*Description of the task*.
Your task is to return the span of lines beginning at the one with "let result = ScoreAggregator::new(Arc::clone(&self.store))" and ending at the last line of the data, exactly as it stands.

◇ ◇ ◇ ◇ ◇ ◇ ◇

//! Audit run orchestration
//!
//! Drives one audit from seed URL to scored project:
//! - Project creation (or reuse of a caller-supplied project)
//! - Lifecycle transitions around the crawl
//! - Render resource acquisition and release on every exit path
//! - Score aggregation and the optional report stage
//!
//! Errors from any phase are caught once here, recorded on the project as a
//! terminal status, and returned to the caller.

use log::{error, info, warn};
use std::path::PathBuf;
use std::sync::Arc;
use std::time::Duration;

use crate::assessment::AssessmentEngine;
use crate::config::AuditConfig;
use crate::crawl_engine::crawler::crawl_site;
use crate::crawl_engine::page_processor::PageProcessor;
use crate::crawl_engine::{AuditError, AuditResult, CrawlSummary};
use crate::lifecycle::{LifecycleController, ProjectStatus};
use crate::page_extractor::RendererFactory;
use crate::persistence::{AuditProject, AuditStore, ProjectId};
use crate::report::ReportGenerator;
use crate::scoring::ScoreAggregator;
use crate::snapshot_store::SnapshotStore;
use crate::utils::is_http_url;

/// Result of a successful run
#[derive(Debug, Clone, PartialEq, Eq)]
pub struct RunSummary {
    pub project_id: ProjectId,
    /// Page records created, not URLs attempted
    pub pages_scanned: usize,
}

/// Collaborators and settings shared by every run
pub struct AuditRunner {
    store: Arc<dyn AuditStore>,
    snapshots: Arc<dyn SnapshotStore>,
    engine: Arc<dyn AssessmentEngine>,
    renderers: Arc<dyn RendererFactory>,
    reports: Option<Arc<dyn ReportGenerator>>,
    storage_dir: PathBuf,
    page_load_timeout: Duration,
    fail_on_empty_crawl: bool,
}

impl AuditRunner {
    pub fn new(
        config: &AuditConfig,
        store: Arc<dyn AuditStore>,
        snapshots: Arc<dyn SnapshotStore>,
        engine: Arc<dyn AssessmentEngine>,
        renderers: Arc<dyn RendererFactory>,
    ) -> Self {
        Self {
            store,
            snapshots,
            engine,
            renderers,
            reports: None,
            storage_dir: config.storage_dir().to_path_buf(),
            page_load_timeout: config.page_load_timeout(),
            fail_on_empty_crawl: config.fail_on_empty_crawl(),
        }
    }

    /// Add a report stage after scoring
    #[must_use]
    pub fn with_report_generator(mut self, reports: Arc<dyn ReportGenerator>) -> Self {
        self.reports = Some(reports);
        self
    }

    /// Run the seed URL and budget carried by `config`.
    pub async fn run_config(
        &self,
        config: &AuditConfig,
        project_id: Option<ProjectId>,
    ) -> AuditResult<RunSummary> {
        self.run(config.seed_url(), project_id, config.page_budget())
            .await
    }

    /// Audit `seed_url`, recording at most `page_budget` pages.
    ///
    /// A new project is created unless `project_id` names a queued one.
    /// On error the project has already been marked `failed` (crawl phase)
    /// or `error` (after crawling) when the error is returned.
    pub async fn run(
        &self,
        seed_url: &str,
        project_id: Option<ProjectId>,
        page_budget: usize,
    ) -> AuditResult<RunSummary> {
        if page_budget == 0 {
            return Err(AuditError::InvalidInput(
                "page budget must be at least 1".to_string(),
            ));
        }
        if !is_http_url(seed_url) {
            return Err(AuditError::InvalidInput(format!(
                "seed URL must be an absolute http(s) URL: {seed_url}"
            )));
        }

        let project = self.resolve_project(seed_url, project_id).await?;
        let lifecycle = LifecycleController::new(Arc::clone(&self.store), &project);
        info!(
            target: "ux_audit::run",
            "Starting audit of {seed_url} as project {} (budget {page_budget})",
            project.id
        );

        let crawl = match self.crawl_phase(&lifecycle, seed_url, page_budget).await {
            Ok(crawl) => crawl,
            Err(e) => return Err(abort(&lifecycle, ProjectStatus::Failed, e).await),
        };

        if let Err(e) = self.scoring_phase(&lifecycle, &crawl).await {
            return Err(abort(&lifecycle, ProjectStatus::Error, e).await);
        }

        info!(
            target: "ux_audit::run",
            "Audit of project {} complete: {} pages scanned",
            project.id,
            crawl.recorded
        );

        Ok(RunSummary {
            project_id: project.id,
            pages_scanned: crawl.recorded,
        })
    }

    async fn resolve_project(
        &self,
        seed_url: &str,
        project_id: Option<ProjectId>,
    ) -> AuditResult<AuditProject> {
        let Some(id) = project_id else {
            return Ok(self.store.create_project(seed_url).await?);
        };

        // The frontier is not persisted, so a started project cannot be resumed
        let project = self.store.get_project(&id).await?;
        if project.status != ProjectStatus::Queued {
            return Err(AuditError::InvalidInput(format!(
                "project {id} is not queued ({})",
                project.status
            )));
        }
        if !self.store.read_pages_with_analyses(&id).await?.is_empty() {
            return Err(AuditError::InvalidInput(format!(
                "project {id} already has page records"
            )));
        }
        Ok(project)
    }

    async fn crawl_phase(
        &self,
        lifecycle: &LifecycleController,
        seed_url: &str,
        page_budget: usize,
    ) -> AuditResult<CrawlSummary> {
        lifecycle.start_crawling().await?;

        let mut renderer = self
            .renderers
            .acquire()
            .await
            .map_err(|e| AuditError::browser(&e))?;

        let processor = PageProcessor::new(
            lifecycle.project_id().clone(),
            Arc::clone(&self.store),
            Arc::clone(&self.snapshots),
            Arc::clone(&self.engine),
            self.storage_dir.clone(),
            self.page_load_timeout,
        );

        let crawled = crawl_site(seed_url, page_budget, renderer.as_mut(), &processor, lifecycle).await;

        if let Err(e) = renderer.close().await {
            warn!(target: "ux_audit::run", "Failed to release renderer: {e:#}");
        }

        let crawl = crawled?;
        if crawl.recorded == 0 && self.fail_on_empty_crawl {
            return Err(AuditError::EmptyCrawl);
        }
        Ok(crawl)
    }

    async fn scoring_phase(
        &self,
        lifecycle: &LifecycleController,
        crawl: &CrawlSummary,
    ) -> AuditResult<()> {
        lifecycle.analyzing(crawl.analyzed).await?;
        lifecycle.compiling().await?;

        let result = ScoreAggregator::new(Arc::clone(&self.store))
            .aggregate(lifecycle.project_id())
            .await?;

        if let Some(reports) = &self.reports {
            lifecycle.generating_report().await?;
            reports
                .generate(lifecycle.project_id(), &result)
                .await
                .map_err(|e| AuditError::Report(format!("{e:#}")))?;
        }

        lifecycle.complete().await?;
        Ok(())
    }
}

/// Record the terminal status for `err` and hand it back for rethrow.
async fn abort(lifecycle: &LifecycleController, status: ProjectStatus, err: AuditError) -> AuditError {
    let message = match &err {
        AuditError::EmptyCrawl => err.to_string(),
        other => format!("Error: {other}"),
    };
    error!(
        target: "ux_audit::run",
        "Audit of project {} aborted: {err}",
        lifecycle.project_id()
    );

    if let Err(e) = lifecycle.transition(status, message).await {
        error!(
            target: "ux_audit::run",
            "Failed to mark project {} {status}: {e}",
            lifecycle.project_id()
        );
    }
    err
}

◇ ◇ ◇ ◇ ◇ ◇ ◇

*Answer box*.
        let result = ScoreAggregator::new(Arc::clone(&self.store))
            .aggregate(lifecycle.project_id())
            .await?;

        if let Some(reports) = &self.reports {
            lifecycle.generating_report().await?;
            reports
                .generate(lifecycle.project_id(), &result)
                .await
                .map_err(|e| AuditError::Report(format!("{e:#}")))?;
        }

        lifecycle.complete().await?;
        Ok(())
    }
}

/// Record the terminal status for `err` and hand it back for rethrow.
async fn abort(lifecycle: &LifecycleController, status: ProjectStatus, err: AuditError) -> AuditError {
    let message = match &err {
        AuditError::EmptyCrawl => err.to_string(),
        other => format!("Error: {other}"),
    };
    error!(
        target: "ux_audit::run",
        "Audit of project {} aborted: {err}",
        lifecycle.project_id()
    );

    if let Err(e) = lifecycle.transition(status, message).await {
        error!(
            target: "ux_audit::run",
            "Failed to mark project {} {status}: {e}",
            lifecycle.project_id()
        );
    }
    err
}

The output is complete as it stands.